There is a tiny spice cookie echo at the back of my mouth, and a similarly worn in feeling of comfort in my too blue attire — locked in from hours just spent on Lindsay’s floor. My birthstone is sapphire, and blue is my comfort color; today i am all in it, with just the tiny red racing stripe of interruption down each side of my jeans.

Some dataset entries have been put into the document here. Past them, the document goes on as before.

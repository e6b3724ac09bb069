use serde::Serialize;
use std::sync::atomic::{AtomicU64, Ordering};
use std::sync::Arc;
use std::time::Instant;

/// Request counters for monitoring
#[derive(Clone)]
pub struct Metrics {
    pub categories_created: Arc<AtomicU64>,
    pub quizzes_created: Arc<AtomicU64>,
    pub questions_created: Arc<AtomicU64>,
    pub options_created: Arc<AtomicU64>,
    pub validation_failures: Arc<AtomicU64>,
    pub storage_errors: Arc<AtomicU64>,
    pub start_time: Instant,
}

impl Metrics {
    pub fn new() -> Self {
        Self {
            categories_created: Arc::new(AtomicU64::new(0)),
            quizzes_created: Arc::new(AtomicU64::new(0)),
            questions_created: Arc::new(AtomicU64::new(0)),
            options_created: Arc::new(AtomicU64::new(0)),
            validation_failures: Arc::new(AtomicU64::new(0)),
            storage_errors: Arc::new(AtomicU64::new(0)),
            start_time: Instant::now(),
        }
    }

    pub fn inc_categories(&self) {
        self.categories_created.fetch_add(1, Ordering::Relaxed);
    }

    pub fn inc_quizzes(&self) {
        self.quizzes_created.fetch_add(1, Ordering::Relaxed);
    }

    pub fn inc_questions(&self) {
        self.questions_created.fetch_add(1, Ordering::Relaxed);
    }

    pub fn add_options(&self, count: u64) {
        self.options_created.fetch_add(count, Ordering::Relaxed);
    }

    pub fn inc_validation_failures(&self) {
        self.validation_failures.fetch_add(1, Ordering::Relaxed);
    }

    pub fn inc_storage_errors(&self) {
        self.storage_errors.fetch_add(1, Ordering::Relaxed);
    }

    pub fn get_snapshot(&self) -> MetricsSnapshot {
        MetricsSnapshot {
            categories_created: self.categories_created.load(Ordering::Relaxed),
            quizzes_created: self.quizzes_created.load(Ordering::Relaxed),
            questions_created: self.questions_created.load(Ordering::Relaxed),
            options_created: self.options_created.load(Ordering::Relaxed),
            validation_failures: self.validation_failures.load(Ordering::Relaxed),
            storage_errors: self.storage_errors.load(Ordering::Relaxed),
            uptime_seconds: self.start_time.elapsed().as_secs(),
        }
    }
}

impl Default for Metrics {
    fn default() -> Self {
        Self::new()
    }
}

#[derive(Serialize)]
pub struct MetricsSnapshot {
    pub categories_created: u64,
    pub quizzes_created: u64,
    pub questions_created: u64,
    pub options_created: u64,
    pub validation_failures: u64,
    pub storage_errors: u64,
    pub uptime_seconds: u64,
}
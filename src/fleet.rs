//! Fleet registry: the ordered collection of wallbox adapters behind the
//! HTTP boundary.
//!
//! An explicitly constructed object handed to the dispatcher by reference;
//! there is no process-wide wallbox state. Each adapter sits behind its own
//! async mutex, which gives the single-owner discipline the adapter requires
//! (at most one in-flight refresh or command per wallbox) while different
//! wallboxes proceed concurrently.

use std::sync::Arc;
use std::time::Duration;

use tokio::sync::Mutex;

use crate::config::BridgeConfig;
use crate::transport::{shared_port, SerialTransport, Transport};
use crate::wallbox::WallboxAdapter;

/// All configured wallboxes, addressed by 1-based client id. The id doubles
/// as the Modbus slave address and is fixed for the adapter's lifetime.
pub struct Fleet<T: Transport> {
    adapters: Vec<Mutex<WallboxAdapter<T>>>,
}

impl Fleet<SerialTransport> {
    /// Build the fleet described by the configuration: client ids
    /// `1..=instances`, all sharing one serial device. Connections are
    /// established lazily on first use.
    pub fn open(config: &BridgeConfig) -> Self {
        let bus_timeout = Duration::from_millis(config.wallbox.bus_timeout_ms);
        let cache_ttl = Duration::from_millis(config.wallbox.cache_ttl_ms);
        let cooldown = Duration::from_secs(config.wallbox.retry_cooldown_secs);
        let port = shared_port(config.wallbox.device.clone(), bus_timeout);

        let adapters = (1..=config.wallbox.instances.max(1))
            .map(|id| {
                let client_id = id as u8;
                let session = SerialTransport::new(Arc::clone(&port), client_id, bus_timeout);
                Mutex::new(WallboxAdapter::new(session, client_id, cache_ttl, cooldown))
            })
            .collect();
        Self { adapters }
    }
}

impl<T: Transport> Fleet<T> {
    /// Build a fleet from pre-constructed adapters, in client-id order
    /// starting at 1. Must not be empty.
    pub fn new(adapters: Vec<WallboxAdapter<T>>) -> Self {
        assert!(!adapters.is_empty(), "fleet needs at least one wallbox");
        Self {
            adapters: adapters.into_iter().map(Mutex::new).collect(),
        }
    }

    /// Number of wallboxes in the fleet.
    pub fn len(&self) -> usize {
        self.adapters.len()
    }

    pub fn is_empty(&self) -> bool {
        self.adapters.is_empty()
    }

    /// All valid client ids, in order.
    pub fn client_ids(&self) -> impl Iterator<Item = usize> {
        1..=self.adapters.len()
    }

    /// Look up a wallbox by 1-based client id. Out-of-range ids fall back to
    /// client 1, mirroring the HTTP addressing convention.
    pub fn adapter(&self, client_id: usize) -> &Mutex<WallboxAdapter<T>> {
        let index = if (1..=self.adapters.len()).contains(&client_id) {
            client_id - 1
        } else {
            0
        };
        &self.adapters[index]
    }
}

#[cfg(test)]
mod tests {
    use super::*;
    use crate::link::DEFAULT_RETRY_COOLDOWN;
    use crate::testutil::FakeTransport;
    use crate::wallbox::DEFAULT_CACHE_TTL;

    fn fleet(count: u8) -> Fleet<FakeTransport> {
        Fleet::new(
            (1..=count)
                .map(|id| {
                    WallboxAdapter::new(
                        FakeTransport::wallbox(u16::from(id), 0x108),
                        id,
                        DEFAULT_CACHE_TTL,
                        DEFAULT_RETRY_COOLDOWN,
                    )
                })
                .collect(),
        )
    }

    #[tokio::test]
    async fn test_lookup_by_client_id() {
        let fleet = fleet(3);
        assert_eq!(fleet.len(), 3);
        assert_eq!(fleet.adapter(1).lock().await.client_id(), 1);
        assert_eq!(fleet.adapter(3).lock().await.client_id(), 3);
    }

    #[tokio::test]
    async fn test_out_of_range_defaults_to_first() {
        let fleet = fleet(2);
        assert_eq!(fleet.adapter(0).lock().await.client_id(), 1);
        assert_eq!(fleet.adapter(3).lock().await.client_id(), 1);
        assert_eq!(fleet.adapter(usize::MAX).lock().await.client_id(), 1);
    }

    #[test]
    fn test_client_ids_are_one_based() {
        let fleet = fleet(2);
        assert_eq!(fleet.client_ids().collect::<Vec<_>>(), vec![1, 2]);
    }
}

Today was Accomplishment Day, with my brain like a slot machine that just lined up three perfect cherry red pairs of cherries, and all of my accomplishments were quarters sliding shiny out of my mouth. To wit, in Critical Reasoning we talked about the gambler’s fallacy, which would seem to indicate that just because i had a successful day today doesn’t mean i should anticipate having another one tomorrow. Of course, my brain is not quite the polished chrome model of a casino machine or the red-black-red of a roulette wheel, even if sometimes it’s wrinkles and turns would have me believe that it was as random as all of that. There is a bias towards winning in this system, because every time i do something right i am more convinced that i can do it again. Two weeks ago i got one quiz back marked with a fat red A, today i got three; i am a man convinced.
Like dawn welling up over New Jersey in the early morning sky, today in Communication Theory i realized that all of these numbers and letters on my papers won’t mean anything when i’m thirty, unless i’m still in school then. Drunken scholar Kenneth Burke informed me that it’s all about my inherent guilt-redemption cycle at nine o’clock in the evening. It felt like someone had hit the pause button on my academic life in the middle of a press screening to wonder aloud at how the writer/producer/director had just made his first (fatal) flaw. I was standing outside of myself watching my accumulate checkmarks and superlatives; i was my refrigerator door, magnets gleaming as they lay in wait for another tidy 10/10 quiz to get tacked on.
At nine thirty someone brushed up against the play button by accident, and a scant score of frames later i pirouetted down the divide between our campus and Penn’s singing at the top of my lungs: the cumulative total of red letters and accounted-for numbers and solid notes and actually getting something done, just this once. For once my day made a dent.